## Saved entries

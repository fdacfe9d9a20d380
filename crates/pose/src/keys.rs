use shared::domain::FingerId;

const VISION_JOINT_PREFIX: &str = "VNHumanHandPoseObservationJointName(_rawValue: ";

/// Every fingertip key spelling seen from clients, old and new.
const FINGER_KEYS: &[(&str, FingerId)] = &[
    ("thumbTip", FingerId::Thumb),
    ("VNHLKTTIP", FingerId::Thumb),
    ("thumb", FingerId::Thumb),
    ("indexTip", FingerId::Index),
    ("VNHLKITIP", FingerId::Index),
    ("index", FingerId::Index),
    ("middleTip", FingerId::Middle),
    ("VNHLKMTIP", FingerId::Middle),
    ("middle", FingerId::Middle),
    ("ringTip", FingerId::Ring),
    ("VNHLKRTIP", FingerId::Ring),
    ("ring", FingerId::Ring),
    ("pinkyTip", FingerId::Pinky),
    ("VNHLKPTIP", FingerId::Pinky),
    ("pinky", FingerId::Pinky),
];

/// Maps an external joint key to a fingertip, if it names one.
///
/// Accepts the bare names above and the `Debug`-style wrapper the iOS
/// Vision framework produces, e.g.
/// `VNHumanHandPoseObservationJointName(_rawValue: VNHLKTTIP)`.
pub fn resolve_finger_key(key: &str) -> Option<FingerId> {
    let key = key.trim();
    let key = key
        .strip_prefix(VISION_JOINT_PREFIX)
        .and_then(|rest| rest.strip_suffix(')'))
        .unwrap_or(key);

    FINGER_KEYS
        .iter()
        .find(|(name, _)| *name == key)
        .map(|(_, finger)| *finger)
}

## Exercise
Where the line with "const FINGER_KEYS: &[(&str, FingerId)]" ends, your copy should end too; please return exactly the lines from the first line of the data through it.

## Reply
repository fdacfe9d9a20d380
filename crates/pose/src/keys.rs
use shared::domain::FingerId;

const VISION_JOINT_PREFIX: &str = "VNHumanHandPoseObservationJointName(_rawValue: ";

/// Every fingertip key spelling seen from clients, old and new.
const FINGER_KEYS: &[(&str, FingerId)] = &[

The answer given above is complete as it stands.